--- Given data Enclosed Below ---

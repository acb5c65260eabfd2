//! Ordinary least squares fitting of a line to the posted samples.

pub use self::error::{Axis, Error};
pub use self::fit::{fit, Fit};
pub use self::sample::{extract, Sample, SampleSet};

mod error;
mod fit;
mod sample;

/// Result of the whole validation and fitting pipeline for a single request.
pub type Outcome = Result<Fit, Error>;

/// Runs the extraction and the fitting over the raw request body.
pub fn process(body: &[u8]) -> Outcome {
    let samples = extract(body)?;
    fit(&samples)
}
//! Scalar accumulation loops over packed weights.
//!
//! Baseline implementations guaranteed to work on any architecture. The
//! packed walk order is `[KH, KW, OC/G, G, IC/G]` (see
//! [`crate::packing::PackedWeightMatrix`]); activations are read in their
//! native `[MB, IH, IW, IC]` layout, with out-of-bounds taps reading the
//! activation zero point.

use std::ops::Range;

use crate::shape::ConvShape;

/// One output value: the full receptive-field dot product for output
/// channel `k` of `group` at position `(n, hout, wout)`, bounds-checked
/// per tap.
#[allow(clippy::too_many_arguments)]
fn tap_sum(
    shape: &ConvShape,
    activations: &[u8],
    a_zero_point: i32,
    packed: &[i8],
    group: usize,
    n: usize,
    hout: usize,
    wout: usize,
    k: usize,
) -> i32 {
    let (ih, iw) = (shape.ih as isize, shape.iw as isize);
    let ic = shape.ic;
    let ic_per_g = shape.ic_per_group();
    let oc_per_g = shape.oc_per_group();

    let mut sum = 0i32;
    for r in 0..shape.kh {
        let h_in = (hout * shape.stride_h + r) as isize - shape.pad_top as isize;
        for s in 0..shape.kw {
            let w_in = (wout * shape.stride_w + s) as isize - shape.pad_left as isize;
            let w_base = (((r * shape.kw + s) * oc_per_g + k) * shape.g + group) * ic_per_g;
            if h_in >= 0 && h_in < ih && w_in >= 0 && w_in < iw {
                let a_base =
                    ((n as isize * ih + h_in) * iw + w_in) as usize * ic + group * ic_per_g;
                for c in 0..ic_per_g {
                    sum += activations[a_base + c] as i32 * packed[w_base + c] as i32;
                }
            } else if a_zero_point != 0 {
                for c in 0..ic_per_g {
                    sum += a_zero_point * packed[w_base + c] as i32;
                }
            }
        }
    }
    sum
}

/// Generic fallback: correct for every kernel size, stride, and padding.
pub(crate) fn conv_rows_generic(
    shape: &ConvShape,
    activations: &[u8],
    a_zero_point: i32,
    packed: &[i8],
    group: usize,
    rows: Range<usize>,
    acc: &mut [i32],
) {
    let (oh, ow, oc) = (shape.oh(), shape.ow(), shape.oc);
    let oc_per_g = shape.oc_per_group();

    for (local, row) in rows.enumerate() {
        let n = row / oh;
        let hout = row % oh;
        for wout in 0..ow {
            let out_base = (local * ow + wout) * oc + group * oc_per_g;
            for k in 0..oc_per_g {
                acc[out_base + k] =
                    tap_sum(shape, activations, a_zero_point, packed, group, n, hout, wout, k);
            }
        }
    }
}

/// Specialized 3x3 / stride-1 / pad-1 variant: interior positions see a
/// fully in-bounds window and run with no per-tap bounds checks; borders
/// fall back to the checked path. Accumulators are bit-identical to
/// [`conv_rows_generic`].
pub(crate) fn conv_rows_3x3s1(
    shape: &ConvShape,
    activations: &[u8],
    a_zero_point: i32,
    packed: &[i8],
    group: usize,
    rows: Range<usize>,
    acc: &mut [i32],
) {
    debug_assert!(shape.kh == 3 && shape.kw == 3);
    debug_assert!(shape.stride_h == 1 && shape.stride_w == 1);
    debug_assert!(
        shape.pad_top == 1
            && shape.pad_left == 1
            && shape.pad_bottom == 1
            && shape.pad_right == 1
    );

    let (ih, iw, ic, oc) = (shape.ih, shape.iw, shape.ic, shape.oc);
    let (oh, ow) = (shape.oh(), shape.ow());
    let ic_per_g = shape.ic_per_group();
    let oc_per_g = shape.oc_per_group();

    for (local, row) in rows.enumerate() {
        let n = row / oh;
        let hout = row % oh;
        let interior_h = hout >= 1 && hout + 1 < ih;
        for wout in 0..ow {
            let out_base = (local * ow + wout) * oc + group * oc_per_g;
            if interior_h && wout >= 1 && wout + 1 < iw {
                // nine taps, all in bounds
                for k in 0..oc_per_g {
                    let mut sum = 0i32;
                    for r in 0..3 {
                        let a_base =
                            ((n * ih + hout + r - 1) * iw + wout - 1) * ic + group * ic_per_g;
                        for s in 0..3 {
                            let w_base =
                                (((r * 3 + s) * oc_per_g + k) * shape.g + group) * ic_per_g;
                            let a_tap = a_base + s * ic;
                            for c in 0..ic_per_g {
                                sum += activations[a_tap + c] as i32 * packed[w_base + c] as i32;
                            }
                        }
                    }
                    acc[out_base + k] = sum;
                }
            } else {
                for k in 0..oc_per_g {
                    acc[out_base + k] = tap_sum(
                        shape,
                        activations,
                        a_zero_point,
                        packed,
                        group,
                        n,
                        hout,
                        wout,
                        k,
                    );
                }
            }
        }
    }
}

/// Per-row activation sums for one group over the given row range:
/// `row_offset[m] = sum of the receptive field feeding output position m`,
/// padded taps contributing the zero point. Only needed when weight zero
/// points are nonzero.
pub(crate) fn row_offsets_rows(
    shape: &ConvShape,
    activations: &[u8],
    a_zero_point: i32,
    group: usize,
    rows: Range<usize>,
    out: &mut [i32],
) {
    let (ih, iw) = (shape.ih as isize, shape.iw as isize);
    let ic = shape.ic;
    let ic_per_g = shape.ic_per_group();
    let (oh, ow) = (shape.oh(), shape.ow());

    for (local, row) in rows.enumerate() {
        let n = row / oh;
        let hout = row % oh;
        for wout in 0..ow {
            let mut sum = 0i32;
            for r in 0..shape.kh {
                let h_in = (hout * shape.stride_h + r) as isize - shape.pad_top as isize;
                for s in 0..shape.kw {
                    let w_in = (wout * shape.stride_w + s) as isize - shape.pad_left as isize;
                    if h_in >= 0 && h_in < ih && w_in >= 0 && w_in < iw {
                        let a_base =
                            ((n as isize * ih + h_in) * iw + w_in) as usize * ic + group * ic_per_g;
                        for c in 0..ic_per_g {
                            sum += activations[a_base + c] as i32;
                        }
                    } else {
                        sum += a_zero_point * ic_per_g as i32;
                    }
                }
            }
            out[local * ow + wout] = sum;
        }
    }
}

--- End of Enclosed Given data ---

One inclusive range is required: first line of the data through the line containing "packed walk order". Set it down exactly and output nothing else.

repository acb5c65260eabfd2
//! Ordinary least squares fitting of a line to the posted samples.

pub use self::error::{Axis, Error};
pub use self::fit::{fit, Fit};
pub use self::sample::{extract, Sample, SampleSet};

mod error;
mod fit;
mod sample;

/// Result of the whole validation and fitting pipeline for a single request.
pub type Outcome = Result<Fit, Error>;

/// Runs the extraction and the fitting over the raw request body.
pub fn process(body: &[u8]) -> Outcome {
    let samples = extract(body)?;
    fit(&samples)
}
//! Scalar accumulation loops over packed weights.
//!
//! Baseline implementations guaranteed to work on any architecture. The
//! packed walk order is `[KH, KW, OC/G, G, IC/G]` (see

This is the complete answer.